WORK REQUEST. Filter these entries down to lines holding "Option".

Records contained in a dataset.
//! Label filtering and label change payloads.

use std::collections::BTreeMap;

/// Substrings marking a cluster label key as managed by the platform.
const SYSTEM_MARKERS: &[&str] = &["system-", "system/", "metakube", "kubernetes.io"];

/// Node deployment label keys the platform manages.
const NODE_SYSTEM_KEYS: &[&str] = &["system/cluster", "system/project"];

/// Returns true for cluster label keys the platform manages.
#[must_use]
pub fn is_system_label(key: &str) -> bool {
    key == "labels.%" || SYSTEM_MARKERS.iter().any(|marker| key.contains(marker))
}

/// Returns true for node deployment label keys the platform manages.
#[must_use]
pub fn is_node_system_label(key: &str) -> bool {
    NODE_SYSTEM_KEYS.contains(&key)
}

/// Returns the user-visible subset of cluster `labels`.
#[must_use]
pub fn user_labels(labels: &BTreeMap<String, String>) -> BTreeMap<String, String> {
    visible_labels(labels, is_system_label)
}

/// Returns the user-visible subset of node deployment `labels`.
#[must_use]
pub fn node_user_labels(labels: &BTreeMap<String, String>) -> BTreeMap<String, String> {
    visible_labels(labels, is_node_system_label)
}

fn visible_labels(
    labels: &BTreeMap<String, String>,
    reserved: fn(&str) -> bool,
) -> BTreeMap<String, String> {
    labels
        .iter()
        .filter(|(key, _)| !reserved(key))
        .map(|(key, value)| (key.clone(), value.clone()))
        .collect()
}

/// Returns the keys present in `prior` but not in `plan`, skipping keys
/// matched by `reserved`.
#[must_use]
pub fn removed_labels(
    prior: &BTreeMap<String, String>,
    plan: &BTreeMap<String, String>,
    reserved: fn(&str) -> bool,
) -> Vec<String> {
    prior
        .keys()
        .filter(|key| !plan.contains_key(*key) && !reserved(key))
        .cloned()
        .collect()
}

/// Builds a merge-patch label map: added or changed keys carry their new
/// value, removed keys carry `None`. Returns `None` when nothing changed.
#[must_use]
pub fn label_changes(
    prior: &BTreeMap<String, String>,
    plan: &BTreeMap<String, String>,
) -> Option<BTreeMap<String, Option<String>>> {
    let mut changes: BTreeMap<String, Option<String>> = plan
        .iter()
        .filter(|(key, value)| !is_system_label(key) && prior.get(*key) != Some(*value))
        .map(|(key, value)| (key.clone(), Some(value.clone())))
        .collect();

    for key in removed_labels(prior, plan, is_system_label) {
        changes.insert(key, None);
    }

    (!changes.is_empty()).then_some(changes)
}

SOLUTION TO THIS PROBLEM.
) -> Option<BTreeMap<String, Option<String>>> {
    let mut changes: BTreeMap<String, Option<String>> = plan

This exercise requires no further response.